Eldridge Williams, one of the Tuskegee Airmen and a Lieutenant Colonel, always wanted to be a pilot.
Miami Herald
Eldridge Williams, one of the Tuskegee Airmen and a Lieutenant Colonel, always wanted to be a pilot.

Eldridge Williams grew up picking cotton in Texas. In 1942, he was commissioned as second lieutenant on Miami Beach, and then assigned to the Tuskegee Army Air Field in Alabama.

He wanted to be a pilot, but an army doctor grounded him, citing poor eyesight. Williams remembered it as a symbol of discrimination.

 

“He kept that exact same paperwork in his pocket. He carried it around in his jacket pocket for years and years,” remembered Richard Hall, a former Air Force pilot.

Hall got to know Williams through Tuskegee Airmen, Inc., the national nonprofit dedicated to honoring the legacy of the all-black military flying unit formed during World War II. He said Williams didn’t let being grounded deter him.

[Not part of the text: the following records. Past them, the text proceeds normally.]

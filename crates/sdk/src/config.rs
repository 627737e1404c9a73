//! [`ClientConfig`] and its validating builder.
//!
//! Covers:
//! - Node endpoint URLs, tried in order on failover
//! - Request, connection and transaction watch timeouts
//! - Transaction mortality and enumeration page size
//! - Retry policy and metrics sink

use std::{fmt, sync::Arc, time::Duration};

use snafu::ensure;

use crate::{
    error::{ConfigSnafu, InvalidUrlSnafu, Result},
    metrics::{SdkMetrics, default_metrics},
};

/// Default request timeout (30 seconds).
const DEFAULT_TIMEOUT: Duration = Duration::from_secs(30);

/// Default connection timeout (5 seconds).
const DEFAULT_CONNECT_TIMEOUT: Duration = Duration::from_secs(5);

/// Default deadline for a transaction to reach a block (60 seconds).
const DEFAULT_TX_TIMEOUT: Duration = Duration::from_secs(60);

/// Default transaction validity window in blocks.
const DEFAULT_MORTALITY_PERIOD: u64 = 64;

/// Default number of keys fetched per enumeration page.
const DEFAULT_PAGE_SIZE: u32 = 500;

/// Upper bound the node accepts for `state_getKeysPaged`.
const MAX_PAGE_SIZE: u32 = 1000;

/// Configuration for the chain client.
#[derive(Clone)]
pub struct ClientConfig {
    /// Node endpoint URLs (e.g., `ws://127.0.0.1:9944`), in failover order.
    pub(crate) endpoints: Vec<String>,

    /// Request timeout.
    pub(crate) timeout: Duration,

    /// Connection establishment timeout, per endpoint.
    pub(crate) connect_timeout: Duration,

    /// Deadline for a submitted transaction to be included.
    pub(crate) tx_timeout: Duration,

    /// Mortality period in blocks; zero signs immortal transactions.
    pub(crate) mortality_period: u64,

    /// Wait for finalization instead of first inclusion.
    pub(crate) wait_for_finalization: bool,

    /// Keys per `state_getKeysPaged` page.
    pub(crate) page_size: u32,

    /// Retry policy for transient read failures.
    pub(crate) retry_policy: RetryPolicy,

    /// Metrics sink.
    pub(crate) metrics: Arc<dyn SdkMetrics>,
}

impl fmt::Debug for ClientConfig {
    fn fmt(&self, f: &mut fmt::Formatter<'_>) -> fmt::Result {
        f.debug_struct("ClientConfig")
            .field("endpoints", &self.endpoints)
            .field("timeout", &self.timeout)
            .field("connect_timeout", &self.connect_timeout)
            .field("tx_timeout", &self.tx_timeout)
            .field("mortality_period", &self.mortality_period)
            .field("wait_for_finalization", &self.wait_for_finalization)
            .field("page_size", &self.page_size)
            .field("retry_policy", &self.retry_policy)
            .finish_non_exhaustive()
    }
}

impl ClientConfig {
    /// Creates a new configuration builder.
    #[must_use]
    pub fn builder() -> ClientConfigBuilder {
        ClientConfigBuilder::default()
    }

    /// Returns the configured endpoints.
    #[must_use]
    pub fn endpoints(&self) -> &[String] {
        &self.endpoints
    }

    /// Returns the request timeout.
    #[must_use]
    pub fn timeout(&self) -> Duration {
        self.timeout
    }

    /// Returns the connection timeout.
    #[must_use]
    pub fn connect_timeout(&self) -> Duration {
        self.connect_timeout
    }

    /// Returns the transaction inclusion deadline.
    #[must_use]
    pub fn tx_timeout(&self) -> Duration {
        self.tx_timeout
    }

    /// Returns the mortality period in blocks (zero means immortal).
    #[must_use]
    pub fn mortality_period(&self) -> u64 {
        self.mortality_period
    }

    /// Returns whether writes wait for finalization.
    #[must_use]
    pub fn wait_for_finalization(&self) -> bool {
        self.wait_for_finalization
    }

    /// Returns the enumeration page size.
    #[must_use]
    pub fn page_size(&self) -> u32 {
        self.page_size
    }

    /// Returns the retry policy.
    #[must_use]
    pub fn retry_policy(&self) -> &RetryPolicy {
        &self.retry_policy
    }

    /// Returns the metrics sink.
    #[must_use]
    pub fn metrics(&self) -> &Arc<dyn SdkMetrics> {
        &self.metrics
    }
}

/// Builder for [`ClientConfig`].
#[derive(Default)]
pub struct ClientConfigBuilder {
    endpoints: Vec<String>,
    timeout: Option<Duration>,
    connect_timeout: Option<Duration>,
    tx_timeout: Option<Duration>,
    mortality_period: Option<u64>,
    wait_for_finalization: bool,
    page_size: Option<u32>,
    retry_policy: Option<RetryPolicy>,
    metrics: Option<Arc<dyn SdkMetrics>>,
}

impl ClientConfigBuilder {
    /// Sets the node endpoint URLs.
    ///
    /// At least one endpoint must be provided. URLs must be `ws://` or `wss://`.
    #[must_use]
    pub fn with_endpoints<I, S>(mut self, endpoints: I) -> Self
    where
        I: IntoIterator<Item = S>,
        S: Into<String>,
    {
        self.endpoints = endpoints.into_iter().map(Into::into).collect();
        self
    }

    /// Adds a single endpoint URL.
    #[must_use]
    pub fn with_endpoint<S: Into<String>>(mut self, endpoint: S) -> Self {
        self.endpoints.push(endpoint.into());
        self
    }

    /// Sets the request timeout.
    ///
    /// Default: 30 seconds.
    #[must_use]
    pub fn with_timeout(mut self, timeout: Duration) -> Self {
        self.timeout = Some(timeout);
        self
    }

    /// Sets the per-endpoint connection timeout.
    ///
    /// Default: 5 seconds.
    #[must_use]
    pub fn with_connect_timeout(mut self, timeout: Duration) -> Self {
        self.connect_timeout = Some(timeout);
        self
    }

    /// Sets how long a write waits for block inclusion.
    ///
    /// Default: 60 seconds.
    #[must_use]
    pub fn with_tx_timeout(mut self, timeout: Duration) -> Self {
        self.tx_timeout = Some(timeout);
        self
    }

    /// Sets the transaction mortality period in blocks.
    ///
    /// The period is rounded up to a power of two between 4 and 65536.
    /// Zero signs immortal transactions. Default: 64.
    #[must_use]
    pub fn with_mortality_period(mut self, blocks: u64) -> Self {
        self.mortality_period = Some(blocks);
        self
    }

    /// Waits for finalization rather than first inclusion.
    ///
    /// Default: disabled.
    #[must_use]
    pub fn with_wait_for_finalization(mut self, enabled: bool) -> Self {
        self.wait_for_finalization = enabled;
        self
    }

    /// Sets the number of keys requested per enumeration page.
    ///
    /// Default: 500. Maximum: 1000.
    #[must_use]
    pub fn with_page_size(mut self, page_size: u32) -> Self {
        self.page_size = Some(page_size);
        self
    }

    /// Sets the retry policy for transient failures.
    ///
    /// Default: [`RetryPolicy::default()`].
    #[must_use]
    pub fn with_retry_policy(mut self, policy: RetryPolicy) -> Self {
        self.retry_policy = Some(policy);
        self
    }

    /// Sets the metrics sink.
    ///
    /// Default: [`NoopSdkMetrics`](crate::NoopSdkMetrics).
    #[must_use]
    pub fn with_metrics(mut self, metrics: Arc<dyn SdkMetrics>) -> Self {
        self.metrics = Some(metrics);
        self
    }

    /// Builds the configuration, validating all settings.
    ///
    /// # Errors
    ///
    /// Returns an error if:
    /// - No endpoints provided
    /// - Any endpoint URL is invalid
    /// - Any timeout is zero
    /// - Page size is zero or above 1000
    pub fn build(self) -> Result<ClientConfig> {
        ensure!(
            !self.endpoints.is_empty(),
            ConfigSnafu { message: "at least one endpoint is required" }
        );

        for endpoint in &self.endpoints {
            validate_url(endpoint)?;
        }

        let timeout = self.timeout.unwrap_or(DEFAULT_TIMEOUT);
        ensure!(!timeout.is_zero(), ConfigSnafu { message: "timeout cannot be zero" });

        let connect_timeout = self.connect_timeout.unwrap_or(DEFAULT_CONNECT_TIMEOUT);
        ensure!(
            !connect_timeout.is_zero(),
            ConfigSnafu { message: "connect_timeout cannot be zero" }
        );

        let tx_timeout = self.tx_timeout.unwrap_or(DEFAULT_TX_TIMEOUT);
        ensure!(!tx_timeout.is_zero(), ConfigSnafu { message: "tx_timeout cannot be zero" });

        let page_size = self.page_size.unwrap_or(DEFAULT_PAGE_SIZE);
        ensure!(
            (1..=MAX_PAGE_SIZE).contains(&page_size),
            ConfigSnafu { message: format!("page_size must be between 1 and {MAX_PAGE_SIZE}") }
        );

        Ok(ClientConfig {
            endpoints: self.endpoints,
            timeout,
            connect_timeout,
            tx_timeout,
            mortality_period: self.mortality_period.unwrap_or(DEFAULT_MORTALITY_PERIOD),
            wait_for_finalization: self.wait_for_finalization,
            page_size,
            retry_policy: self.retry_policy.unwrap_or_default(),
            metrics: self.metrics.unwrap_or_else(default_metrics),
        })
    }
}

/// Backoff schedule for reads and fragment transfers that fail transiently.
///
/// Only errors classified by [`SdkError::is_retryable`](crate::SdkError::is_retryable)
/// are retried. Writes are never retried: a resubmitted extrinsic would reuse
/// or skip a nonce.
#[derive(Debug, Clone)]
pub struct RetryPolicy {
    /// Attempts per operation, counting the first one. Never below 1.
    pub max_attempts: u32,

    /// Delay before the first retry.
    pub initial_backoff: Duration,

    /// Ceiling for any single delay.
    pub max_backoff: Duration,

    /// Growth factor applied after each retry.
    pub multiplier: f64,

    /// Fraction of each delay randomized in both directions, in `0.0..=1.0`.
    pub jitter: f64,
}

impl Default for RetryPolicy {
    fn default() -> Self {
        Self {
            max_attempts: 3,
            initial_backoff: Duration::from_millis(100),
            max_backoff: Duration::from_secs(10),
            multiplier: 2.0,
            jitter: 0.25,
        }
    }
}

impl RetryPolicy {
    /// Starts a policy from the defaults.
    #[must_use]
    pub fn builder() -> RetryPolicyBuilder {
        RetryPolicyBuilder { policy: Self::default() }
    }

    /// Single attempt, no backoff.
    #[must_use]
    pub fn no_retry() -> Self {
        Self { max_attempts: 1, ..Default::default() }
    }

    /// Unjittered delay before retry number `retry` (1-based), capped at
    /// `max_backoff`.
    #[must_use]
    pub fn backoff(&self, retry: u32) -> Duration {
        let exponent = retry.saturating_sub(1).min(i32::MAX as u32) as i32;
        let scaled = self.initial_backoff.as_secs_f64() * self.multiplier.max(1.0).powi(exponent);
        if !scaled.is_finite() || scaled >= self.max_backoff.as_secs_f64() {
            return self.max_backoff;
        }
        Duration::from_secs_f64(scaled)
    }
}

/// Builder for [`RetryPolicy`]. Unset fields keep their defaults.
#[derive(Debug)]
pub struct RetryPolicyBuilder {
    policy: RetryPolicy,
}

impl RetryPolicyBuilder {
    /// Attempts per operation; zero is raised to one.
    #[must_use]
    pub fn with_max_attempts(mut self, attempts: u32) -> Self {
        self.policy.max_attempts = attempts;
        self
    }

    /// Delay before the first retry.
    #[must_use]
    pub fn with_initial_backoff(mut self, backoff: Duration) -> Self {
        self.policy.initial_backoff = backoff;
        self
    }

    /// Ceiling for a single delay.
    #[must_use]
    pub fn with_max_backoff(mut self, backoff: Duration) -> Self {
        self.policy.max_backoff = backoff;
        self
    }

    /// Growth factor between retries.
    #[must_use]
    pub fn with_multiplier(mut self, multiplier: f64) -> Self {
        self.policy.multiplier = multiplier;
        self
    }

    /// Jitter fraction; clamped to `0.0..=1.0`.
    #[must_use]
    pub fn with_jitter(mut self, jitter: f64) -> Self {
        self.policy.jitter = jitter;
        self
    }

    /// Finishes the policy.
    #[must_use]
    pub fn build(self) -> RetryPolicy {
        let mut policy = self.policy;
        policy.max_attempts = policy.max_attempts.max(1);
        policy.jitter = policy.jitter.clamp(0.0, 1.0);
        policy
    }
}

/// Validates that a URL is a well-formed WebSocket URL.
pub(crate) fn validate_url(url: &str) -> Result<()> {
    let Some(rest) = url.strip_prefix("ws://").or_else(|| url.strip_prefix("wss://")) else {
        return InvalidUrlSnafu { url, message: "URL must start with ws:// or wss://" }.fail();
    };

    if rest.is_empty() || rest.starts_with('/') || rest.starts_with(':') {
        return InvalidUrlSnafu { url, message: "URL must have a host" }.fail();
    }

    if rest.contains(char::is_whitespace) {
        return InvalidUrlSnafu { url, message: "URL cannot contain whitespace" }.fail();
    }

    Ok(())
}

“That’s the kind of man he was,” said Hall. “Even though he was hurt by that, he used it to motivate himself and others.”

 

Williams went on to train Tuskegee Airmen who flew overseas escorting bomber planes. Not one was shot down under Tuskegee Airmen protection.

 

After retiring from military service, Williams turned to another passion: working with youth. He taught physical education at Richmond Heights Middle School and was later tasked with desegregating Miami-Dade County Public Schools. Even after retiring, he returned to schools to tell his story.

 

In doing so, Hall said, Williams got a chance to live his dream.

“As we did our dynamic duo thing, talking with kids, he would always call me his co-pilot,” said Hall. “He got a chance to be a pilot.”

 

Williams will be buried at Arlington National Cemetery in Virginia.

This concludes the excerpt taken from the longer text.